Quote from Stephalump
She failed out of school then went through school again and then passed the NCELX? It doesn't seem like her newfound success could be due to doing at least some of her coursework TWICE?
Well, not really. You have missed the point. She passed NCLEX because she was able to finish her nursing program, but she did not go through a program twice. She was simply able to finish somewhere else because she was kicked out after the 3rd semester. The point is that because the first school was using ATI tests to weed students out and to keep students from progressing (instead of using the tests in a more productive way), she never got the chance to complete the coursework at the first school and to show that she actually was a good candidate to pass the NCLEX. Instead, ATI supposedly predicted that she would not make it. But she did. These tests are given every semester as part of the school's accrediting purposes - to try to benchmark and predict and weed out which students are not going to help the school keep its high NCLEX pass rates so that they can dump these "bad apples." But they're not all bad apples. Like I've said, I think ATI is a great tool for learning and for practicing questions - they have some good tutorials - but some schools are using these tests for the wrong purposes and not utilizing them as they really could be utilized. Instead of allowing the tests to show them where the school can improve its curriculum and where the student can ID their weaknesses and improve with more curriculum work and maybe take the test again at a later date, they use the tests as artificial barriers to graduation.
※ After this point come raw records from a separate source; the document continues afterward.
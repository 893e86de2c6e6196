//! Error taxonomy shared across the planning and execution pipeline.
//!
//! Every fallible operation in the engine returns `engine_error::Result<T>`.
//! Errors are tagged with an [`ErrorKind`] drawn from the categories the
//! planner and executor actually raise (codebase misconfiguration, SQL
//! binding failures, data-shape failures, ...) so callers and tests can match
//! on the kind rather than parse messages.

use std::fmt;

pub type Result<T, E = EngineError> = std::result::Result<T, E>;

/// The taxonomy of errors the engine can produce.
///
/// Grouped the way the specification groups them: errors that indicate a
/// broken deployment (`Codebase`), a broken invariant inside the engine
/// itself (`Database`), caller misuse (`Programming`), shape-of-data
/// failures (`Data`), authorization (`Security`), and SQL-level planning
/// failures (`Sql`).
#[derive(Debug, Clone, Copy, PartialEq, Eq)]
pub enum ErrorKind {
    // Codebase
    MissingDependency,
    UnmetRequirement,
    // Database
    IncompleteImplementation,
    InvalidConfiguration,
    InvalidInternalState,
    NotSupported,
    UnsupportedFileType,
    UnsupportedType,
    // Programming
    InvalidCursorState,
    MissingSqlStatement,
    ParameterError,
    // Data
    EmptyDataset,
    EmptyResultSet,
    // Security
    Permissions,
    // SQL
    AmbiguousDataset,
    AmbiguousIdentifier,
    ColumnNotFound,
    DatasetNotFound,
    FunctionNotFound,
    IncompatibleTypes,
    IncorrectType,
    InvalidFunctionParameter,
    InvalidTemporalRangeFilter,
    UnexpectedDatasetReference,
    UnnamedColumn,
    UnnamedSubquery,
    UnsupportedSyntax,
    VariableNotFound,
}

impl fmt::Display for ErrorKind {
    fn fmt(&self, f: &mut fmt::Formatter<'_>) -> fmt::Result {
        write!(f, "{self:?}")
    }
}

/// The engine's single error type.
///
/// Carries the offending symbol and, for planning errors, a qualifier and a
/// fuzzy "did you mean" suggestion, per the propagation policy in the
/// specification.
#[derive(Debug)]
pub struct EngineError {
    kind: ErrorKind,
    message: String,
    /// The dataset/relation qualifier the symbol was resolved against, if any.
    qualifier: Option<String>,
    /// A fuzzy suggestion drawn from the closed set of valid candidates.
    suggestion: Option<String>,
    source: Option<Box<dyn std::error::Error + Send + Sync + 'static>>,
}

impl EngineError {
    pub fn new(kind: ErrorKind, message: impl Into<String>) -> Self {
        EngineError {
            kind,
            message: message.into(),
            qualifier: None,
            suggestion: None,
            source: None,
        }
    }

    /// Shorthand for an [`ErrorKind::InvalidInternalState`] error; this is
    /// what most ad-hoc `.ok_or_else` / bail sites in the planner use.
    pub fn internal(message: impl Into<String>) -> Self {
        EngineError::new(ErrorKind::InvalidInternalState, message)
    }

    pub fn with_qualifier(mut self, qualifier: impl Into<String>) -> Self {
        self.qualifier = Some(qualifier.into());
        self
    }

    pub fn with_suggestion(mut self, suggestion: impl Into<String>) -> Self {
        self.suggestion = Some(suggestion.into());
        self
    }

    pub fn with_source(
        mut self,
        source: impl std::error::Error + Send + Sync + 'static,
    ) -> Self {
        self.source = Some(Box::new(source));
        self
    }

    pub fn kind(&self) -> ErrorKind {
        self.kind
    }

    pub fn suggestion(&self) -> Option<&str> {
        self.suggestion.as_deref()
    }
}

impl fmt::Display for EngineError {
    fn fmt(&self, f: &mut fmt::Formatter<'_>) -> fmt::Result {
        write!(f, "{}: {}", self.kind, self.message)?;
        if let Some(qualifier) = &self.qualifier {
            write!(f, " (in '{qualifier}')")?;
        }
        if let Some(suggestion) = &self.suggestion {
            write!(f, ". Did you mean '{suggestion}'?")?;
        }
        Ok(())
    }
}

impl std::error::Error for EngineError {
    fn source(&self) -> Option<&(dyn std::error::Error + 'static)> {
        self.source.as_deref().map(|e| e as &(dyn std::error::Error + 'static))
    }
}

/// Build a `NotSupported`/`UnsupportedSyntax` error for a feature that's
/// named in the specification but intentionally unimplemented.
#[macro_export]
macro_rules! not_implemented {
    ($($arg:tt)*) => {
        return Err($crate::EngineError::new(
            $crate::ErrorKind::IncompleteImplementation,
            format!($($arg)*),
        ))
    };
}

/// Extension for pulling a required value out of an `Option`, turning a
/// missing value into an `InvalidInternalState` error with context.
pub trait OptionExt<T> {
    fn required(self, what: &str) -> Result<T>;
}

impl<T> OptionExt<T> for Option<T> {
    fn required(self, what: &str) -> Result<T> {
        self.ok_or_else(|| EngineError::internal(format!("missing required {what}")))
    }
}

/// Extension for attaching additional context to an error as it propagates.
pub trait ResultExt<T> {
    fn context(self, msg: &str) -> Result<T>;
}

impl<T, E: std::error::Error + Send + Sync + 'static> ResultExt<T> for std::result::Result<T, E> {
    fn context(self, msg: &str) -> Result<T> {
        self.map_err(|e| EngineError::internal(format!("{msg}: {e}")))
    }
}

/// Suggest the closest candidate to `target` by normalized Damerau-Levenshtein
/// distance, per the "Did you mean" propagation policy. Returns `None` when
/// the closest candidate is still too far away to be a plausible typo.
pub fn suggest_closest<'a>(
    target: &str,
    candidates: impl IntoIterator<Item = &'a str>,
) -> Option<String> {
    const MIN_SIMILARITY: f64 = 0.5;

    let target_lower = target.to_ascii_lowercase();
    candidates
        .into_iter()
        .map(|candidate| {
            let score = strsim::normalized_damerau_levenshtein(&target_lower, &candidate.to_ascii_lowercase());
            (candidate, score)
        })
        .filter(|(_, score)| *score >= MIN_SIMILARITY)
        .max_by(|a, b| a.1.partial_cmp(&b.1).unwrap_or(std::cmp::Ordering::Equal))
        .map(|(candidate, _)| candidate.to_string())
}

#[cfg(test)]
mod tests {
    use super::*;

    #[test]
    fn suggest_closest_picks_near_miss() {
        let candidates = ["planetId", "name", "id"];
        assert_eq!(
            suggest_closest("planetid", candidates),
            Some("planetId".to_string())
        );
    }

    #[test]
    fn suggest_closest_rejects_unrelated() {
        let candidates = ["planetId", "name", "id"];
        assert_eq!(suggest_closest("zzzzzzzz", candidates), None);
    }

    #[test]
    fn display_includes_suggestion() {
        let err = EngineError::new(ErrorKind::ColumnNotFound, "column 'nam' not found")
            .with_qualifier("satellites")
            .with_suggestion("name");
        let text = err.to_string();
        assert!(text.contains("Did you mean 'name'?"));
        assert!(text.contains("satellites"));
    }
}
I thought the NJ Board of Nursing said it very well when they put a stop to these ATI practices: "The Board has concluded that these exams are best utilized to determine the overall effectiveness of a nursing program's curriculum, which is prepared and revised as necessary by its faculty. The Board finds that the purpose of the examinations (ATI, HESI, etc.) is to identify for faculty members specific areas of deficiencies in the curriculum and provide a blueprint for the faculty to revise the curriculum as necessary. Additionally, the Board finds that the results of these tests identify for individual students their specific areas of weakness so that they may adequately focus their attention on these areas in their preparation for the NCLEX examination.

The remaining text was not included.